Geology Reference
In-Depth Information
Lyell's world view did not permit him to work by the usual methods of his
profession. Life participated fully in the dynamic steady state of time's cycle.
The fossil record displayed no vector of progress, and its sequence of species
could not be ordered by any criterion of advance. To put it as baldly as
possible, life (as a totality) was always just about the same—with balance
maintained both in number of species and relative proportions of different
groups. How, then, could a Lyellian find any paleontological criterion for
dating rocks—and, if not, how could he participate in the central and guiding
concern of his profession?
Had Lyell been a strict Huttonian, he would have found no exit from this
dilemma. He would have been mired in an ahistorical outlook that viewed
each event as so similar to its corresponding stage in the previous cycle that
no criterion of history could be established. But Lyell, as a premier practicing
geologist of his day, was a committed historian. He accepted the uniqueness
of events, and used this principle to extract a mark of history from time's
cycle.
To borrow Lyell's own favored technique of metaphorical illustration, we
may depict all the earth's species at any one time as a fixed number of beans
in a bag—for species are particles in Lyell's vision. We begin a five-day
experiment. The bag contains a thousand beans, and it will always hold this
number. New beans are entering at a fixed and constant schedule, say one
every two minutes. But the bag can only hold a thousand beans, so each time
a new one enters, the beanmaster reaches in and pulls an old one out at
random.
One more crucial step completes the isomorphism with Lyell's view of life.

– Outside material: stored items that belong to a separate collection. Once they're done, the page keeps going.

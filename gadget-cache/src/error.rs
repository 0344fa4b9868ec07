//! Error types for the descriptor cache.

use thiserror::Error;

/// Result alias for cache operations.
pub type CacheResult<T> = Result<T, CacheError>;

/// Errors emitted by metadata stores.
#[derive(Debug, Error)]
pub enum CacheError {
    /// Underlying I/O failure while reading or writing the cache file.
    #[error("i/o error: {source}")]
    Io {
        /// Source [`std::io::Error`].
        #[from]
        source: std::io::Error,
    },

    /// The cache document could not be encoded or decoded.
    #[error("serialization error: {source}")]
    Serialization {
        /// Source [`serde_json::Error`].
        #[from]
        source: serde_json::Error,
    },

    /// Nothing is cached for the requested runtime version.
    #[error("no cached metadata for version `{version}`")]
    VersionNotFound {
        /// Runtime version that was looked up.
        version: String,
    },

    /// No cache directory was configured and none could be derived.
    #[error("cannot determine a cache directory: home directory is unknown")]
    NoCacheDir,
}
//! Closed action sets multiplexed by the lifecycle tools.

use std::fmt;
use std::str::FromStr;

use gadget_tools::{Arguments, ToolResponse};
use serde_json::Value;

/// Argument carrying the action name.
pub const ACTION_ARG: &str = "action";

/// A closed set of actions selectable through the `action` argument.
pub trait Action: Copy + FromStr + 'static {
    /// Every action, in the order they are listed to callers.
    const ALL: &'static [Self];

    /// Returns the wire name of the action.
    fn as_str(self) -> &'static str;

    /// Returns the comma separated list of valid action names.
    #[must_use]
    fn listing() -> String {
        Self::ALL
            .iter()
            .map(|action| action.as_str())
            .collect::<Vec<_>>()
            .join(", ")
    }
}

/// Reads and validates the action of a lifecycle tool call.
///
/// # Errors
///
/// Returns the response to send instead of dispatching: a plain text response
/// when no action was given, an error response for an unknown action.
pub fn parse_action<A: Action>(arguments: &Arguments) -> Result<A, ToolResponse> {
    let action = arguments
        .get(ACTION_ARG)
        .and_then(Value::as_str)
        .unwrap_or_default();
    if action.is_empty() {
        return Err(ToolResponse::text(format!(
            "No action specified, must be one of: {}",
            A::listing()
        )));
    }
    action.parse().map_err(|_| {
        ToolResponse::error(format!(
            "Invalid action specified, must be one of: {}",
            A::listing()
        ))
    })
}

/// Error returned when an action name is outside the closed set.
#[derive(Clone, Debug, PartialEq, Eq)]
pub struct UnknownAction(pub String);

impl fmt::Display for UnknownAction {
    fn fmt(&self, f: &mut fmt::Formatter<'_>) -> fmt::Result {
        write!(f, "unknown action `{}`", self.0)
    }
}

impl std::error::Error for UnknownAction {}

macro_rules! action_enum {
    (
        $(#[$meta:meta])*
        $name:ident { $($(#[$vmeta:meta])* $variant:ident => $wire:literal),+ $(,)? }
    ) => {
        $(#[$meta])*
        #[derive(Clone, Copy, Debug, PartialEq, Eq, Hash)]
        pub enum $name {
            $($(#[$vmeta])* $variant),+
        }

        impl Action for $name {
            const ALL: &'static [Self] = &[$(Self::$variant),+];

            fn as_str(self) -> &'static str {
                match self {
                    $(Self::$variant => $wire),+
                }
            }
        }

        impl FromStr for $name {
            type Err = UnknownAction;

            fn from_str(value: &str) -> Result<Self, Self::Err> {
                match value {
                    $($wire => Ok(Self::$variant),)+
                    other => Err(UnknownAction(other.to_owned())),
                }
            }
        }

        impl fmt::Display for $name {
            fn fmt(&self, f: &mut fmt::Formatter<'_>) -> fmt::Result {
                f.write_str(self.as_str())
            }
        }
    };
}

action_enum! {
    /// Actions of the deployment tool.
    DeployAction {
        /// Install the gadget chart.
        Deploy => "deploy",
        /// Remove the gadget chart.
        Undeploy => "undeploy",
        /// Upgrade the installed chart.
        Upgrade => "upgrade",
        /// Report whether gadget pods exist.
        IsDeployed => "is_deployed",
    }
}

action_enum! {
    /// Actions of the running-instance tool.
    InstanceAction {
        /// Sample the output of a detached instance.
        GetResults => "get_results",
        /// Stop a detached instance.
        StopGadget => "stop_gadget",
        /// List detached instances.
        ListRunningGadgets => "list_running_gadgets",
    }
}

The beans are not identical; each is a distinct historical object. Let us say that
each bears a unique brand in its lower right-hand corner (if beans may be
construed as possessing such a thing). We can tell unambiguously which
bean is which—but, and here's the rub, these distinct brands include
absolutely no signature of time whatever . The beans are not color-coded by
day of entry into the bag, or marked with the geometry of their time of origin.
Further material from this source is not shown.